EU-Gipfel einigt sich auf Sonderklausel Der Weg für den Lissabon-Vertrag ist frei
Die EU-Staaten haben auf ihrem Gipfel die letzte politische Hürde für die Annahme des Lissabon-Vertrags aus dem Weg geräumt: Die 27 Staats- und Regierungschefs akzeptierten eine Sonderklausel für Tschechien. Weiter offen ist der Kampf um die Top-Jobs an der EU-Spitze - nur einer ist wohl aus dem Rennen: der britische Ex-Premier Blair.
Von Peter Heilbrunner, SWR-Hörfunkkorrespondent Brüssel
Die EU steht kurz vor dem Ziel. Wenn alles glatt geht, dann steht dem Inkrafttreten des EU-Reformvertrages kaum noch etwas im Wege. Während des Abendessens haben sich 27 europäischen Staats- und Regierungschefs auf eine Ausnahmeklausel für Tschechien geeinigt - das Land hat den Lissabon-Vertrag als letztes noch nicht ratifiziert. Das Ganze käme ihm vor wie ein Marathon, aber einer mit Hürden, scherzte am Ende des ersten Tages ein zufriedener EU-Kommissionspräsident José Manuel Barroso. "Die letzte politische Hürde haben wir nun aus dem Weg geräumt", so der Portugiese an der Spitze der EU-Kommission weiter.
Große Erleichterung nach monatelangem Stillstand: Kommissionspräsident Barroso.
In wenigen Tagen wird das tschechische Verfassungsgericht über eine Klage gegen den Reformvertrag verhandeln. Wenn die Richter grünes Licht geben, dann endlich könnte Präsident Vaclav Klaus seine Unterschrift unter den Vertrag setzen. Spätestens zum ersten Januar dürfte die Reform dann in Kraft treten.
Keine Chance für Blair ...
Bis dahin werden auch die Top-Jobs an der Spitze der EU besetzt sein müssen, also der Posten des EU-Präsidenten und des gemeinsamen Außenministers. Dabei zeichnet sich ab, dass Tony Blair, der britische Ex-Premier, keine Chance mehr auf das Amt des ersten EU-Präsidenten hat. Die eigene Parteienfamilie, die Sozialdemokraten, verweigert ihm die Unterstützung. Damit läuft es auf ein Rennen um den Vorsitz zwischen dem luxemburgischen Regierungschef Jean-Claude Juncker und seinem niederländischen Kollegen Jan Peter Balkenende hianus.
Lachende Rivalen: Jean-Claude Juncker und Jan Peter Balkenende.
Es sei noch zu früh für eine Entscheidung, warb Fredrik Reinfeldt, der schwedische Ministerpräsident und derzeitige EU-Vorsitzende um Geduld. "Wir müssen uns erst einmal über die Aufgaben des EU-Ratspräsidenten klar werden. Das kann natürlich nicht unabhängig von den Personen geschehen, die dafür in Frage kommen." Nun also wird an der Stellenbeschreibung gearbeitet - steht die, dann können sich die 27 für einen der Bewerber entscheiden. Spätestens Mitte November könnte es soweit sein.
... keine Fortschritte beim Klimaschutz
Nicht vorangekommen sind die Gipfelteilnehmer bei den Verhandlungen über das EU-Mandat für den Weltklimagipfel in Kopenhagen.
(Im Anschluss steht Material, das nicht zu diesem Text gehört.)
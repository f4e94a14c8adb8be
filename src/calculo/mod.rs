//! Aritmética de calificaciones: promedio ponderado por lapso, nota definitiva
//! y la regla de bloqueo.
//!
//! La definitiva es la media de los lapsos que tienen promedio (se divide por
//! la cantidad de lapsos presentes, no por 3). Todas las vistas usan esta
//! misma regla.

use crate::models::{Evaluacion, Role};

/// Nota mínima aprobatoria en la escala 0-20.
pub const NOTA_APROBATORIA: f64 = 10.0;
pub const NOTA_MAXIMA: f64 = 20.0;
pub const PONDERACION_MAXIMA: f64 = 100.0;

/// `Σ(nota·ponderación) / Σ(ponderación)`; `None` si la lista está vacía o la
/// ponderación total es 0.
pub fn promedio_lapso(evaluaciones: &[Evaluacion]) -> Option<f64> {
    let total_ponderacion: f64 = evaluaciones.iter().map(|e| e.ponderacion).sum();
    if evaluaciones.is_empty() || total_ponderacion <= 0.0 {
        return None;
    }
    let suma: f64 = evaluaciones.iter().map(|e| e.nota * e.ponderacion).sum();
    Some(suma / total_ponderacion)
}

/// Los tres promedios de lapso de una calificación.
pub fn promedios_lapsos(lapsos: [&[Evaluacion]; 3]) -> [Option<f64>; 3] {
    [promedio_lapso(lapsos[0]), promedio_lapso(lapsos[1]), promedio_lapso(lapsos[2])]
}

/// Media aritmética de los valores presentes; `None` si no hay ninguno.
fn media_presentes(valores: &[Option<f64>]) -> Option<f64> {
    let presentes: Vec<f64> = valores.iter().filter_map(|v| *v).collect();
    if presentes.is_empty() {
        None
    } else {
        Some(presentes.iter().sum::<f64>() / presentes.len() as f64)
    }
}

/// Nota definitiva a partir de los promedios de lapso disponibles.
pub fn definitiva(promedios: &[Option<f64>; 3]) -> Option<f64> {
    media_presentes(promedios)
}

/// Promedio general de un estudiante: media de sus definitivas presentes.
pub fn promedio_general(definitivas: &[Option<f64>]) -> Option<f64> {
    media_presentes(definitivas)
}

pub fn aprobado(definitiva: Option<f64>) -> Option<bool> {
    definitiva.map(|d| d >= NOTA_APROBATORIA)
}

/// Representación de una nota para mostrar: dos decimales o "-".
pub fn formatear_nota(nota: Option<f64>) -> String {
    match nota {
        Some(n) => format!("{:.2}", n),
        None => "-".to_string(),
    }
}

/// Un libro de calificaciones bloqueado sólo puede ser editado por roles privilegiados.
pub fn puede_editar(role: Role, is_locked: bool) -> bool {
    !is_locked || role.es_privilegiado()
}

#[cfg(test)]
mod tests {
    use super::*;

    fn ev(nota: f64, ponderacion: f64) -> Evaluacion {
        Evaluacion { id: 0, descripcion: format!("ev-{}-{}", nota, ponderacion), ponderacion, nota }
    }

    #[test]
    fn test_promedio_lapso_ponderado() {
        let evs = vec![ev(18.0, 40.0), ev(12.0, 60.0)];
        let p = promedio_lapso(&evs).unwrap();
        assert!((p - 14.4).abs() < 1e-9);
    }

    #[test]
    fn test_promedio_lapso_sin_ponderacion() {
        assert_eq!(promedio_lapso(&[]), None);
        assert_eq!(promedio_lapso(&[ev(15.0, 0.0), ev(10.0, 0.0)]), None);
    }

    #[test]
    fn test_promedio_no_normaliza_a_cien() {
        // ponderaciones que no suman 100 se normalizan por su total
        let p = promedio_lapso(&[ev(20.0, 10.0), ev(10.0, 10.0)]).unwrap();
        assert!((p - 15.0).abs() < 1e-9);
    }

    #[test]
    fn test_definitiva_divide_por_lapsos_presentes() {
        assert_eq!(definitiva(&[Some(12.0), None, Some(18.0)]), Some(15.0));
        assert_eq!(definitiva(&[Some(12.0), Some(15.0), Some(18.0)]), Some(15.0));
        assert_eq!(definitiva(&[None, None, None]), None);
    }

    #[test]
    fn test_aprobado_y_formato() {
        assert_eq!(aprobado(Some(10.0)), Some(true));
        assert_eq!(aprobado(Some(9.99)), Some(false));
        assert_eq!(aprobado(None), None);
        assert_eq!(formatear_nota(Some(14.4)), "14.40");
        assert_eq!(formatear_nota(None), "-");
    }

    #[test]
    fn test_puede_editar() {
        assert!(puede_editar(Role::Docente, false));
        assert!(!puede_editar(Role::Docente, true));
        for r in Role::PRIVILEGIADOS {
            assert!(puede_editar(r, true));
        }
    }
}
Die Ost-Europäer wollen sich an Finanzhilfen für die Entwicklungsländer weiterhin nicht beteiligen. Frankreich und Deutschland warnen davor, sich zu früh auf die Höhe der Unterstützung festzulegen. "Es geht jetzt darum, dass die USA und China zum Beispiel deutlich machen, was sie bereit sind sind, beizutragen", sagte Bundeskanzlerin Angela Merkel.
Rund 100 Milliarden Euro jährlich brauchen die Entwicklungsländer, schätzen Experten, um mit den Folgen des Klimawandels fertig zu werden und den Ausstoß klimaschädlicher Abgase zu senken. Aus eigener Kraft können diese Länder diese Mammutaufgabe nicht schultern.